Every class came and left, and my fear began to lift. Each student was respectful, caring, and truly appreciated the opportunity to be honest, despite what was put on paper. Once the day was done I was exhausted, excited, and sad. I was thrilled with how well the project went, and how meaningful it was, however, the weight of those secrets stayed with me. I couldn’t help but wonder which secret matched which creator, and how I could help them if only I knew. I can only hope the opportunity to release it was help in itself. The secrets were packaged up and mail off to Frank Warren himself, to be confessed once again.
Since then I have yet to do this project again. It disappoints me to admit it, but the fear is still there, the worry of what I will discover. But I have to remind myself it scares me to think about it… but it’s worth it… because I think it’s so important… for you…To learn more about Postsecret visit the website here.
- Visual journal
- Rubber cement
- Magazine images
- Book pages
- White construction paper
- Water colors
- India ink
I am in love with the way this page turned out. It is so simple, yet the background is so interesting, and I am incredibly happy with my splatter “Postsecret” logo. I decided when I began the focus needed to be on the postcards, so I choose random, but interesting images for the background. Once I chose a few images I realized I was using a lot of yellow and green, and decided to stick with that color scheme. By using only two color variations it kept the background less busy. Once I had all of my images selected I ripped them into strips and glued them down.

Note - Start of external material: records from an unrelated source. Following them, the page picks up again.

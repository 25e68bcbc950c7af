//! Constructor methods for GatewayError

use super::types::GatewayError;
use crate::timeout::OperationClass;
use crate::types::ProviderKind;
use std::time::Duration;

impl GatewayError {
    /// Create a new configuration error
    pub fn config(message: impl Into<String>) -> Self {
        Self::Configuration {
            message: message.into(),
            context: None,
        }
    }

    /// Create a configuration error with context
    pub fn config_with_context(message: impl Into<String>, context: impl Into<String>) -> Self {
        Self::Configuration {
            message: message.into(),
            context: Some(context.into()),
        }
    }

    /// Create an authentication error
    pub fn auth(provider: ProviderKind, message: impl Into<String>) -> Self {
        Self::Authentication {
            provider,
            message: message.into(),
        }
    }

    /// Create a rate limit error
    pub fn rate_limited(provider: ProviderKind, message: impl Into<String>) -> Self {
        Self::RateLimit {
            provider,
            message: message.into(),
            retry_after: None,
        }
    }

    /// Create a rate limit error carrying the provider's retry hint
    pub fn rate_limited_with_retry(
        provider: ProviderKind,
        message: impl Into<String>,
        retry_after: Option<Duration>,
    ) -> Self {
        Self::RateLimit {
            provider,
            message: message.into(),
            retry_after,
        }
    }

    /// Create a timeout error
    pub fn timeout(operation: OperationClass, elapsed: Duration) -> Self {
        Self::Timeout {
            operation,
            elapsed,
            provider: None,
        }
    }

    /// Create a schema validation error
    pub fn schema(message: impl Into<String>, errors: Vec<String>) -> Self {
        Self::SchemaValidation {
            message: message.into(),
            errors,
        }
    }

    /// Create an upstream error
    pub fn upstream(provider: ProviderKind, message: impl Into<String>) -> Self {
        Self::Upstream {
            provider,
            message: message.into(),
            status_code: None,
        }
    }

    /// Create an upstream error with HTTP status
    pub fn upstream_with_status(
        provider: ProviderKind,
        message: impl Into<String>,
        status_code: u16,
    ) -> Self {
        Self::Upstream {
            provider,
            message: message.into(),
            status_code: Some(status_code),
        }
    }

    /// Create an invalid request error
    pub fn invalid_request(message: impl Into<String>, field: impl Into<String>) -> Self {
        Self::InvalidRequest {
            message: message.into(),
            field: Some(field.into()),
        }
    }

    pub fn cancelled(provider: ProviderKind) -> Self {
        Self::Cancelled { provider }
    }

    /// Create a serialization error
    pub fn serialization(message: impl Into<String>) -> Self {
        Self::Serialization {
            message: message.into(),
        }
    }

    /// Create an IO error for a path
    pub fn io_at(message: impl Into<String>, path: impl Into<String>) -> Self {
        Self::Io {
            message: message.into(),
            path: Some(path.into()),
        }
    }

    /// Attach the provider a timeout happened on
    pub fn for_provider(self, provider: ProviderKind) -> Self {
        match self {
            Self::Timeout {
                operation, elapsed, ..
            } => Self::Timeout {
                operation,
                elapsed,
                provider: Some(provider),
            },
            other => other,
        }
    }
}

impl From<std::io::Error> for GatewayError {
    fn from(error: std::io::Error) -> Self {
        Self::Io {
            message: error.to_string(),
            path: None,
        }
    }
}

impl From<serde_json::Error> for GatewayError {
    fn from(error: serde_json::Error) -> Self {
        Self::serialization(error.to_string())
    }
}

impl From<toml::de::Error> for GatewayError {
    fn from(error: toml::de::Error) -> Self {
        Self::config_with_context(error.to_string(), "Parsing TOML configuration")
    }
}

Next I drew out the Postsecret logo on a piece of white construction paper cut into the size of a postcard. I then took India ink and used a thin paintbrush to outline the “Postsecret”, filled in the hand, and carefully wrote “community”. I then took the paintbrush and created a small puddle of India ink along the outlined “Postsecret”. Once the puddle was placed I lowered my face parallel with the card and blew the ink to make it splatter. By getting close to the puddle and blowing away from the words I was able to control the direction of the splatter. I repeated this until the words were completely surrounded by splatters.
After the logo was added, it still didn’t look complete. I decided I needed to make it look like an actual postcard by adding all of the elements of a real postcard. I carefully drew out an American flag stamp, and the post office shipping stamps. I then painted them in with India ink and watercolor.
Next, I glued down three blank postcards, with book pages glued along the overlapping edges to help them stand out from each other, with the Postsecret card on top. Last but not least I wrote the words along the edge of the postcards with sharpie.